If someone says, "I like the blue one", how can you evaluate what that means? If it is a swimsuit on the beach, it means one thing, if it's a lobster from the same beach, that means a totally different thing. Context is what gives data real meaning. There are three primary forms of context that help understand the true meaning of the base data. One is the real world contextual meaning, the other is the contextual business meaning, and the other is the technical contextual meaning. Obviously, finding meaning in big or monster data is a challenge, but that difficulty increases as the speed increases, particularly if the data is hard to manage or access.

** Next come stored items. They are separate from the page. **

use std::io::Read;
use std::path::Path;

use nalgebra::{DMatrix, DVector};

use crate::prelude::*;
use crate::regression::error::{DatasetError, FormatError};
use crate::regression::features::{
    parse_value, FeatureVector, ASSET_NAME, FEATURE_NAMES, LABEL_NAME, N_FEATURES,
};

#[derive(Clone, Debug, PartialEq)]
pub struct LabeledSample {
    pub asset: String,
    pub features: FeatureVector,
    pub grade: f64,
}

/// Non-empty, read-only training set in file order.
#[derive(Clone, Debug)]
pub struct Dataset {
    samples: Vec<LabeledSample>,
}

impl Dataset {
    pub fn from_samples(samples: Vec<LabeledSample>) -> Result<Self, FormatError> {
        if samples.is_empty() {
            return Err(FormatError::Empty);
        }
        Ok(Self { samples })
    }

    #[instrument(skip_all, fields(path = %path.as_ref().display()))]
    pub fn load(path: impl AsRef<Path>) -> Result<Self, DatasetError> {
        let path = path.as_ref();
        let start_instant = Instant::now();
        let content = std::fs::read(path).map_err(|source| DatasetError::Io {
            path: path.to_path_buf(),
            source,
        })?;
        let dataset = Self::from_reader(content.as_slice())?;
        info!(n_samples = dataset.len(), elapsed = ?start_instant.elapsed(), "loaded");
        Ok(dataset)
    }

    /// Reads CSV with a header row.
    ///
    /// Columns are resolved by name once, so their order in the file does not matter
    /// and unknown columns are ignored. The `asset` column is optional.
    pub fn from_reader(reader: impl Read) -> Result<Self, FormatError> {
        let mut reader = csv::ReaderBuilder::new()
            .trim(csv::Trim::All)
            .from_reader(reader);
        let headers = reader.headers().map_err(FormatError::Csv)?.clone();
        let find_column = |name: &'static str| {
            headers
                .iter()
                .position(|header| header == name)
                .ok_or(FormatError::MissingColumn(name))
        };

        let mut feature_columns = [0; N_FEATURES];
        for (column, name) in feature_columns.iter_mut().zip(FEATURE_NAMES) {
            *column = find_column(name)?;
        }
        let label_column = find_column(LABEL_NAME)?;
        let asset_column = find_column(ASSET_NAME).ok();

        let mut samples = Vec::new();
        for (index, record) in reader.records().enumerate() {
            let record = record.map_err(FormatError::Csv)?;
            let line = record
                .position()
                .map_or(index as u64 + 2, |position| position.line());
            let parse_field = |column: usize, name: &'static str| {
                let raw = record.get(column).unwrap_or_default();
                if raw.is_empty() {
                    return Err(FormatError::MissingValue { line, column: name });
                }
                parse_value(raw).ok_or_else(|| FormatError::NotNumeric {
                    line,
                    column: name,
                    value: raw.to_string(),
                })
            };

            let mut values = [0.0; N_FEATURES];
            for ((value, column), name) in values.iter_mut().zip(feature_columns).zip(FEATURE_NAMES)
            {
                *value = parse_field(column, name)?;
            }
            let asset = asset_column
                .and_then(|column| record.get(column))
                .filter(|asset| !asset.is_empty())
                .map_or_else(|| format!("#{}", index + 1), str::to_string);
            samples.push(LabeledSample {
                asset,
                features: FeatureVector::new(values),
                grade: parse_field(label_column, LABEL_NAME)?,
            });
        }
        debug!(n_samples = samples.len(), has_asset_column = asset_column.is_some());

        Self::from_samples(samples)
    }

    pub fn samples(&self) -> &[LabeledSample] {
        &self.samples
    }

    #[allow(clippy::len_without_is_empty)]
    pub fn len(&self) -> usize {
        self.samples.len()
    }

    /// Samples × features, columns in [`FEATURE_NAMES`] order.
    pub fn design_matrix(&self) -> DMatrix<f64> {
        DMatrix::from_fn(self.samples.len(), N_FEATURES, |row, column| {
            self.samples[row].features.values()[column]
        })
    }

    pub fn labels(&self) -> DVector<f64> {
        DVector::from_iterator(
            self.samples.len(),
            self.samples.iter().map(|sample| sample.grade),
        )
    }
}

#[cfg(test)]
mod tests {
    use std::io::Write;

    use super::*;

    const CSV: &str = "\
asset,momentum,grade,risk_score,liquidity,volatility,avg_return,sector
Alpha,4,50,3,5,20,10,tech
,8,80,1,10,10,20,energy
";

    #[test]
    fn from_reader_ok() -> crate::Result {
        let dataset = Dataset::from_reader(CSV.as_bytes())?;
        assert_eq!(dataset.len(), 2);

        let sample = &dataset.samples()[0];
        assert_eq!(sample.asset, "Alpha");
        assert_eq!(sample.features.values(), &[10.0, 20.0, 5.0, 3.0, 4.0]);
        assert_eq!(sample.grade, 50.0);

        assert_eq!(dataset.samples()[1].asset, "#2");
        Ok(())
    }

    #[test]
    fn design_matrix_follows_feature_order_ok() -> crate::Result {
        let dataset = Dataset::from_reader(CSV.as_bytes())?;
        let x = dataset.design_matrix();
        assert_eq!(x.shape(), (2, N_FEATURES));
        assert_eq!(x.row(1).iter().copied().collect::<Vec<_>>(), [20.0, 10.0, 10.0, 1.0, 8.0]);
        assert_eq!(dataset.labels().as_slice(), &[50.0, 80.0]);
        Ok(())
    }

    #[test]
    fn missing_column_error() {
        let csv = "avg_return,volatility,liquidity,momentum,grade\n1,2,3,4,5\n";
        assert!(matches!(
            Dataset::from_reader(csv.as_bytes()),
            Err(FormatError::MissingColumn("risk_score")),
        ));
    }

    #[test]
    fn missing_label_column_error() {
        let csv = "avg_return,volatility,liquidity,risk_score,momentum\n1,2,3,4,5\n";
        assert!(matches!(
            Dataset::from_reader(csv.as_bytes()),
            Err(FormatError::MissingColumn("grade")),
        ));
    }

    #[test]
    fn non_numeric_value_error() {
        let csv = "avg_return,volatility,liquidity,risk_score,momentum,grade\n\
                   1,2,3,4,5,6\n\
                   1,2,lots,4,5,6\n";
        match Dataset::from_reader(csv.as_bytes()) {
            Err(FormatError::NotNumeric { line, column, value }) => {
                assert_eq!(line, 3);
                assert_eq!(column, "liquidity");
                assert_eq!(value, "lots");
            }
            result => panic!("unexpected result: {:?}", result),
        }
    }

    #[test]
    fn missing_value_error() {
        let csv = "avg_return,volatility,liquidity,risk_score,momentum,grade\n1,2,3,4,5,\n";
        assert!(matches!(
            Dataset::from_reader(csv.as_bytes()),
            Err(FormatError::MissingValue { line: 2, column: "grade" }),
        ));
    }

    #[test]
    fn short_row_error() {
        let csv = "avg_return,volatility,liquidity,risk_score,momentum,grade\n1,2,3\n";
        assert!(matches!(Dataset::from_reader(csv.as_bytes()), Err(FormatError::Csv(_))));
    }

    #[test]
    fn header_only_error() {
        let csv = "avg_return,volatility,liquidity,risk_score,momentum,grade\n";
        assert!(matches!(Dataset::from_reader(csv.as_bytes()), Err(FormatError::Empty)));
    }

    #[test]
    fn load_ok() -> crate::Result {
        let mut file = tempfile::NamedTempFile::new()?;
        file.write_all(CSV.as_bytes())?;
        let dataset = Dataset::load(file.path())?;
        assert_eq!(dataset.len(), 2);
        Ok(())
    }

    #[test]
    fn load_missing_file_error() -> crate::Result {
        let directory = tempfile::tempdir()?;
        let path = directory.path().join("missing.csv");
        match Dataset::load(&path) {
            Err(DatasetError::Io { path: error_path, .. }) => assert_eq!(error_path, path),
            result => panic!("unexpected result: {:?}", result),
        }
        Ok(())
    }

    #[test]
    fn load_malformed_file_error() -> crate::Result {
        let mut file = tempfile::NamedTempFile::new()?;
        file.write_all(b"name,grade\nfoo,1\n")?;
        assert!(matches!(
            Dataset::load(file.path()),
            Err(DatasetError::Format(FormatError::MissingColumn("avg_return"))),
        ));
        Ok(())
    }
}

Figure 1 Representation of Interconnected Contexts.

 Real-World Context

Data has meaning in terms of its definitional domain. When you mention "blue", usually comes from the color domain. However, in the world of mental health, it means a kind of feeling or mood. So understanding the base context in which a data element exists is essential. If blue is associated with a human context, it could be physical and mean a lack of oxygen. It could also mean that the person is adorned in something blue. This is usually cleared up by understanding the base subject or entity that the data element is associated with by having a precise name, meaning, and basic subject area association. Underlying meaning can be tricky when just looking at the data value alone. Having proper meta-data and associations is the ideal solution to this problem.  

Business Context

The contextual areas that relate to business fall into three basic categories of meaning. Every data item or group of data items needs to be viewed in terms of the context they are being viewed in or from. Internal contexts where the vocabulary is understood in the context of the internal organization and defined within a particular organization. These internal contexts usually revolve around the organization and skill definitions. There is also the external context that represents the outside world irrespective of the organization itself. The third context is where the outside world touches the internal world. Listed below are the typical contexts in each of these categories:

Common External Contexts:

Communities, Brand/Reputation, Public, Legal Frameworks/Courts, Geographical Regions, Countries, Local Culture, Governmental Agencies, Industries, Dynamic Industry 4.0, Value Chains, Supply Chains, Service Vendors, Markets, Competitors, Prospects, and Competitors Customers.

Common Internal Contexts

Organizational Culture, Goals, Constraints, Boundaries, Actual Customers, Products, Services, Suppliers, Employees, Contractors, Departments, Divisions, General Accounts, Contracts, Physical Infrastructure, Technical Infrastructure, Properties, Investments, Intellectual capital, Business Competencies. Knowledge, Skills, Patents, Success Measures and Statements

Common Interactive Contexts:

Marketing Channels, Advertisements, Customer Journeys, Customer Experience, Loyalty, Satisfaction Scores, Processes, Applications, User interfaces, Websites, Webpages, and System Interfaces.

Technical Context

Data must also be understood in terms of physical contexts, limitations, and potential lag times. Data sources need to be understood in terms of their currency and ability to be integrated easily with other sources. While many views, interactions, and integrations work well at the logical level, physically, they may not be ready in terms of near-real-time capabilities, transformation potential, or performance levels on or off-prem. While meta-data may exist to understand possible joins and combinations, executing them fast enough to be useful in multiple business contexts may not be possible. The physical data types and file storage mechanisms may not be conducive to the demands of new usage scenarios. New low lag databases that are near real-time will become the standard, going forward.

Net; Net:

Data, information, knowledge are quite dependent on the context(s) they participate in or the perspective they are viewed from. Often Knowledge worlds interact; therefore, meanings can overlap and connect in ways that are essential for ultimate understanding, manipulation, or utilization. Knowing the context of your data is absolutely critical for leveraging understanding.  All of this is happening at greater speeds approaching the “database of now” speed necessary to make critical decisions, actions, adjustments or improvements.